Imagine you have a huge unstructured log file at s3://example-logs/example-2013-10-22_00000.lzo a chunck of which looks like this:

2013-10-22 12:12:12 app321 registration userid=12345 source=direct
2013-10-22 12:12:13 app456 payment_event:321 userid=34567 ENJOY $59.00
2013-10-22 12:12:14 app567 some dummy event we don't care about right now
2013-10-22 12:12:14 app567 so simply leave it here
2013-10-22 12:12:13 app456 payment_event:443 userid=12345 PRO $159.00
2013-10-22 12:12:13 app456 registration userid=23456 source=adwords

You want to clean this up and have two separate log files:

  1. one for the registrations, which will be stored in s3://example-logs/logbox/registration
  2. an other one for payment records, which will be stored at s3://example-logs/logbox/payment.

Also, you want log lines to be put into a directory nominated by the date the line is associated with.

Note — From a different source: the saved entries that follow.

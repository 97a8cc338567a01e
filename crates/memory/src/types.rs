//! Memory records, ingest input and configuration.

use std::path::PathBuf;

use beebo_common::{BeeboError, Result};
use chrono::{DateTime, Utc};
use chrono_tz::Tz;
use serde::{Deserialize, Serialize};

use crate::normalize::normalize;

pub const DEFAULT_TYPE: &str = "note";
pub const DEFAULT_SOURCE: &str = "manual";

/// A stored memory.
#[derive(Debug, Clone, PartialEq, Serialize, Deserialize)]
pub struct Memory {
    /// Unique ID (UUID v4), fixed at creation
    pub id: String,

    /// The text as it was submitted
    pub text: String,

    /// Trimmed, case-folded text; unique across the store
    pub text_norm: String,

    /// Free-form classification ("note", "event", ...)
    #[serde(rename = "type")]
    pub memory_type: String,

    /// Tags for filtered recall, duplicates already collapsed
    #[serde(default)]
    pub tags: Vec<String>,

    /// Origin label ("manual", "voice", an agent name)
    pub source: String,

    /// When the remembered thing happens, if known
    #[serde(default)]
    pub ts: Option<DateTime<Utc>>,

    pub created_at: DateTime<Utc>,

    /// Bumped every time an insert resolves to this row
    pub last_updated: DateTime<Utc>,

    /// Vector embedding of `text`, if the provider answered at insert time
    #[serde(skip)]
    pub embedding: Option<Vec<f32>>,
}

impl Memory {
    /// Build a fresh record for `new`, stamped with `now`.
    pub fn from_new(new: NewMemory, now: DateTime<Utc>) -> Self {
        Self {
            id: uuid::Uuid::new_v4().to_string(),
            text_norm: normalize(&new.text),
            text: new.text,
            memory_type: new.memory_type.unwrap_or_else(|| DEFAULT_TYPE.into()),
            tags: new.tags.unwrap_or_default(),
            source: new.source.unwrap_or_else(|| DEFAULT_SOURCE.into()),
            ts: new.ts,
            created_at: now,
            last_updated: now,
            embedding: None,
        }
    }

    pub fn with_embedding(mut self, embedding: Option<Vec<f32>>) -> Self {
        self.embedding = embedding;
        self
    }
}

/// Validated input for one ingest call.
///
/// Metadata left as `None` takes its default on a new row and keeps the
/// stored value when the text already exists.
#[derive(Debug, Clone, PartialEq)]
pub struct NewMemory {
    pub text: String,
    pub memory_type: Option<String>,
    pub tags: Option<Vec<String>>,
    pub source: Option<String>,
    pub ts: Option<DateTime<Utc>>,
}

/// Which metadata columns an exact-duplicate upsert may overwrite.
#[derive(Debug, Clone, Copy, Default, PartialEq, Eq)]
pub struct Supplied {
    pub memory_type: bool,
    pub tags: bool,
    pub source: bool,
}

impl NewMemory {
    pub fn new(text: impl Into<String>) -> Self {
        Self {
            text: text.into(),
            memory_type: None,
            tags: None,
            source: None,
            ts: None,
        }
    }

    pub fn supplied(&self) -> Supplied {
        Supplied {
            memory_type: self.memory_type.is_some(),
            tags: self.tags.is_some(),
            source: self.source.is_some(),
        }
    }

    pub fn with_type(mut self, memory_type: impl Into<String>) -> Self {
        self.memory_type = Some(memory_type.into());
        self
    }

    pub fn with_tags<I, S>(mut self, tags: I) -> Self
    where
        I: IntoIterator<Item = S>,
        S: Into<String>,
    {
        self.tags = Some(canonical_tags(tags.into_iter().map(Into::into)));
        self
    }

    pub fn with_source(mut self, source: impl Into<String>) -> Self {
        self.source = Some(source.into());
        self
    }

    pub fn with_ts(mut self, ts: DateTime<Utc>) -> Self {
        self.ts = Some(ts);
        self
    }
}

/// Raw ingest body as it arrives over HTTP.
///
/// `tags` is kept as loose JSON because callers send arrays, comma-separated
/// strings and JSON-encoded strings; [`parse_tags`] folds them into one shape.
#[derive(Debug, Clone, Default, Deserialize)]
pub struct IngestRequest {
    #[serde(default)]
    pub text: Option<String>,
    #[serde(default, rename = "type")]
    pub memory_type: Option<String>,
    #[serde(default)]
    pub tags: Option<serde_json::Value>,
    #[serde(default)]
    pub source: Option<String>,
    #[serde(default)]
    pub ts: Option<String>,
}

impl IngestRequest {
    pub fn into_new_memory(self) -> Result<NewMemory> {
        let text = match self.text {
            Some(text) if !text.trim().is_empty() => text,
            _ => return Err(BeeboError::validation("text required")),
        };

        let mut new = NewMemory::new(text);
        new.memory_type = non_blank(self.memory_type);
        new.source = non_blank(self.source);
        new.tags = match self.tags {
            None | Some(serde_json::Value::Null) => None,
            Some(tags) => Some(parse_tags(&tags)?),
        };
        if let Some(raw) = non_blank(self.ts) {
            let parsed = DateTime::parse_from_rfc3339(&raw).map_err(|e| {
                BeeboError::validation(format!("ts must be an RFC 3339 timestamp: {e}"))
            })?;
            new.ts = Some(parsed.with_timezone(&Utc));
        }
        Ok(new)
    }
}

fn non_blank(value: Option<String>) -> Option<String> {
    value
        .map(|v| v.trim().to_string())
        .filter(|v| !v.is_empty())
}

/// Trim, drop empties, collapse duplicates keeping first-seen order.
pub fn canonical_tags<I>(tags: I) -> Vec<String>
where
    I: IntoIterator<Item = String>,
{
    let mut out: Vec<String> = Vec::new();
    for tag in tags {
        let tag = tag.trim();
        if !tag.is_empty() && !out.iter().any(|t| t == tag) {
            out.push(tag.to_string());
        }
    }
    out
}

/// Coerce the accepted `tags` shapes into a canonical tag list.
///
/// Accepted: `null`, an array of strings, a string holding a JSON array of
/// strings, or a comma-separated string. Everything else is rejected.
pub fn parse_tags(value: &serde_json::Value) -> Result<Vec<String>> {
    use serde_json::Value;

    match value {
        Value::Null => Ok(Vec::new()),
        Value::Array(items) => {
            let mut tags = Vec::with_capacity(items.len());
            for item in items {
                match item {
                    Value::String(s) => tags.push(s.clone()),
                    other => {
                        return Err(BeeboError::validation(format!(
                            "tags must be strings, got {other}"
                        )));
                    }
                }
            }
            Ok(canonical_tags(tags))
        }
        Value::String(s) => {
            let trimmed = s.trim();
            if trimmed.starts_with('[') {
                let inner: Value = serde_json::from_str(trimmed).map_err(|e| {
                    BeeboError::validation(format!("tags string is not a JSON array: {e}"))
                })?;
                return match inner {
                    Value::Array(_) => parse_tags(&inner),
                    _ => Err(BeeboError::validation("tags string is not a JSON array")),
                };
            }
            Ok(canonical_tags(trimmed.split(',').map(str::to_string)))
        }
        other => Err(BeeboError::validation(format!(
            "tags must be an array of strings or a string, got {other}"
        ))),
    }
}

/// What to do when an insert hits an existing `text_norm`.
#[derive(Debug, Clone, Copy, Default, PartialEq, Eq, Serialize, Deserialize)]
#[serde(rename_all = "lowercase")]
pub enum DedupPolicy {
    /// Refresh the existing row's metadata and report `updated: true`
    #[default]
    Upsert,
    /// Leave the existing row alone and report a duplicate
    Reject,
}

/// Configuration for storage, deduplication and recall.
#[derive(Debug, Clone, Serialize, Deserialize)]
pub struct MemoryConfig {
    /// Path to the SQLite database file
    #[serde(default = "default_db_path")]
    pub db_path: PathBuf,

    #[serde(default)]
    pub dedup_policy: DedupPolicy,

    /// Cosine similarity above which a new memory counts as a semantic duplicate
    #[serde(default = "default_semantic_threshold")]
    pub semantic_threshold: f32,

    /// Default number of recall results
    #[serde(default = "default_recall_limit")]
    pub recall_limit: usize,

    /// Default number of rows for full listings
    #[serde(default = "default_list_limit")]
    pub list_limit: usize,

    /// Default number of rows for tag/type listings
    #[serde(default = "default_filter_limit")]
    pub filter_limit: usize,

    /// Upper bound on any caller-supplied limit
    #[serde(default = "default_max_limit")]
    pub max_limit: usize,

    /// IANA time zone that defines "today"
    #[serde(default = "default_timezone")]
    pub timezone: String,
}

fn default_db_path() -> PathBuf {
    PathBuf::from("./data/beebo.db")
}

fn default_semantic_threshold() -> f32 {
    0.9
}

fn default_recall_limit() -> usize {
    5
}

fn default_list_limit() -> usize {
    500
}

fn default_filter_limit() -> usize {
    50
}

fn default_max_limit() -> usize {
    1000
}

fn default_timezone() -> String {
    "UTC".into()
}

impl Default for MemoryConfig {
    fn default() -> Self {
        Self {
            db_path: default_db_path(),
            dedup_policy: DedupPolicy::default(),
            semantic_threshold: default_semantic_threshold(),
            recall_limit: default_recall_limit(),
            list_limit: default_list_limit(),
            filter_limit: default_filter_limit(),
            max_limit: default_max_limit(),
            timezone: default_timezone(),
        }
    }
}

impl MemoryConfig {
    pub fn time_zone(&self) -> Result<Tz> {
        self.timezone
            .parse::<Tz>()
            .map_err(|e| BeeboError::Config(format!("unknown time zone '{}': {e}", self.timezone)))
    }

    pub fn validate(&self) -> Result<()> {
        if !(self.semantic_threshold > -1.0 && self.semantic_threshold <= 1.0) {
            return Err(BeeboError::Config(format!(
                "semantic_threshold must be in (-1, 1], got {}",
                self.semantic_threshold
            )));
        }
        if self.recall_limit == 0 || self.max_limit == 0 {
            return Err(BeeboError::Config("limits must be positive".into()));
        }
        self.time_zone().map(|_| ())
    }
}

Finally, you want to get rid of the clutter and transform these lines into better shape.

Let's look at this configuration file (there's more explanation below):

{
    "categories": [
        {
            "input_glob": "example-${date_glob}_*",
            "name": "example_category",
            "rules": [
                {
                    "name": "registration",
                    "description": "Separate registrations by source",

                    "match": "^(?<date>20[0-9\\-]{8}) (?<time>[0-9:]{8}) (?<appserver>[a-z\\-0-9]+) registration userid=(?<userid>[0-9]+) source=(?<source>\\w+)$",
                    "output_format": "${date} ${time} ${userid} ${source}",
                    "output_location": "registration/${date}/${input_basename}"
                },
                {
                    "name": "payment",
                    "description": "Separate payment events",

                    "match": "^(?<date>20[0-9\\-]{8}) (?<time>[0-9:]{8}) (?<appserver>[a-z\\-0-9]+) payment_event:[0-9]+ userid=(?<userid>[0-9]+) (?<license>\\w+) \\$(?<amount>[0-9\\.]+)$",
                    "output_format": "${date} ${time} ${userid} ${license} ${amount}",
                    "output_location": "payment/${date}/${input_basename}"
                }
            ]
        }
    ],
    "max_line_length" : "100000",
    "reducer_number": "40",
 
    "input_filename" : "^(?<name>.*)\\-(?<date>20[0-9\\-]{8})_(?<hour>000[0-2][0-9])$",
    "output_name_template" : "${name}-${date}",

    "input_compression": "lzo",
    "input_location_prefix": "s3://example-logs/",
 
    "output_compression": "lzo",
    "output_location": "s3://example-logs/logbox/"
}

After executing Logbox, you will have two new directories with the following content:

s3://example-logs/logbox/registration/2013-10-22/example-2013-10-22:

    2013-10-22 12:12:12 12345 direct
    2013-10-22 12:12:13 23456 adwords


s3://example-logs/logbox/payment/2013-10-22/example-2013-10-22

    2013-10-22 12:12:13 34567 ENJOY 59.00
    2013-10-22 12:12:13 12345 PRO 159.00

It's really that simple.

Installation

  1. Checkout this project

  2. Download the dependencies and then build the jar file containing all the dependencies:

    mvn clean compile assembly:single

You will find your jar file here:

target/logbox-1.0-SNAPSHOT-jar-with-dependencies.jar

Running LogBox

Logbox has two execution modes

  1. Local test execution
  2. Production execution

Command line parameters

Parameter Description
-rd,--run Run Logbox on Hadoop
-rt,--local-test Test Logbox locally
-cf,--config path to the config.json file
-s,--start-date The date to run Logbox from (YYYY-MM-DD)
only applies to hadoop execution
-e,--end-date The date to run Logbox until (YYYY-MM-DD) - only applies to Hadoop execution
only applies to hadoop execution
-f,--rule-filters Comma separated list of the rules to be executed, in the form of .
By default, each rule is executed
-i,--input-location Path of input file
Only applies to local test
-tc,--test-category Log category to test in local test
Only applies to local test

Local test:

Take a look at the examples.

In this execution mode Logbox runs locally (without Hadoop) and simulates the execution of the job. It prints the names of the files and the lines within those files to stdout. This way you can check whether your regexps are correct and if you specified the input and output paths correctly.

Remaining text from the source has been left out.